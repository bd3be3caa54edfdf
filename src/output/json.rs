#![forbid(unsafe_code)]

//! JSON output formatter for machine-readable output
//!
//! Reports are written as a single pretty-printed JSON document. No styling or
//! emoji handling applies here.

use crate::lookup::LookupReport;
use crate::peel::PeelReport;
use serde::Serialize;

/// JSON output formatter
pub struct JsonFormatter;

impl JsonFormatter {
    /// Creates a new JsonFormatter
    pub fn new() -> Self {
        JsonFormatter
    }

    /// Format a peel report
    ///
    /// The document has a `flags` object keyed by flag name, plus `present` (the
    /// names found in the arguments) and `clean_args`.
    pub fn format_peel(&self, report: &PeelReport) -> Result<String, serde_json::Error> {
        let flags: serde_json::Map<String, serde_json::Value> = report
            .values
            .iter()
            .map(|flag| serde_json::to_value(&flag.value).map(|value| (flag.name.clone(), value)))
            .collect::<Result<_, _>>()?;

        let present: Vec<&str> = report
            .values
            .iter()
            .filter(|flag| flag.present)
            .map(|flag| flag.name.as_str())
            .collect();

        let record = PeelRecord {
            flags,
            present,
            clean_args: &report.clean_args,
        };
        serde_json::to_string_pretty(&record)
    }

    /// Format the result of a single flag lookup
    pub fn format_lookup(&self, report: &LookupReport) -> Result<String, serde_json::Error> {
        serde_json::to_string_pretty(report)
    }
}

impl Default for JsonFormatter {
    fn default() -> Self {
        Self::new()
    }
}

#[derive(Serialize)]
struct PeelRecord<'a> {
    flags: serde_json::Map<String, serde_json::Value>,
    present: Vec<&'a str>,
    clean_args: &'a [String],
}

# [Instructions to follow]
Write the line containing "a peel report" and all the lines after it out again, word for word, through the end of the material, and nothing besides.

# [Completed exercise]
    /// Format a peel report
    ///
    /// The document has a `flags` object keyed by flag name, plus `present` (the
    /// names found in the arguments) and `clean_args`.
    pub fn format_peel(&self, report: &PeelReport) -> Result<String, serde_json::Error> {
        let flags: serde_json::Map<String, serde_json::Value> = report
            .values
            .iter()
            .map(|flag| serde_json::to_value(&flag.value).map(|value| (flag.name.clone(), value)))
            .collect::<Result<_, _>>()?;

        let present: Vec<&str> = report
            .values
            .iter()
            .filter(|flag| flag.present)
            .map(|flag| flag.name.as_str())
            .collect();

        let record = PeelRecord {
            flags,
            present,
            clean_args: &report.clean_args,
        };
        serde_json::to_string_pretty(&record)
    }

    /// Format the result of a single flag lookup
    pub fn format_lookup(&self, report: &LookupReport) -> Result<String, serde_json::Error> {
        serde_json::to_string_pretty(report)
    }
}

impl Default for JsonFormatter {
    fn default() -> Self {
        Self::new()
    }
}

#[derive(Serialize)]
struct PeelRecord<'a> {
    flags: serde_json::Map<String, serde_json::Value>,
    present: Vec<&'a str>,
    clean_args: &'a [String],
}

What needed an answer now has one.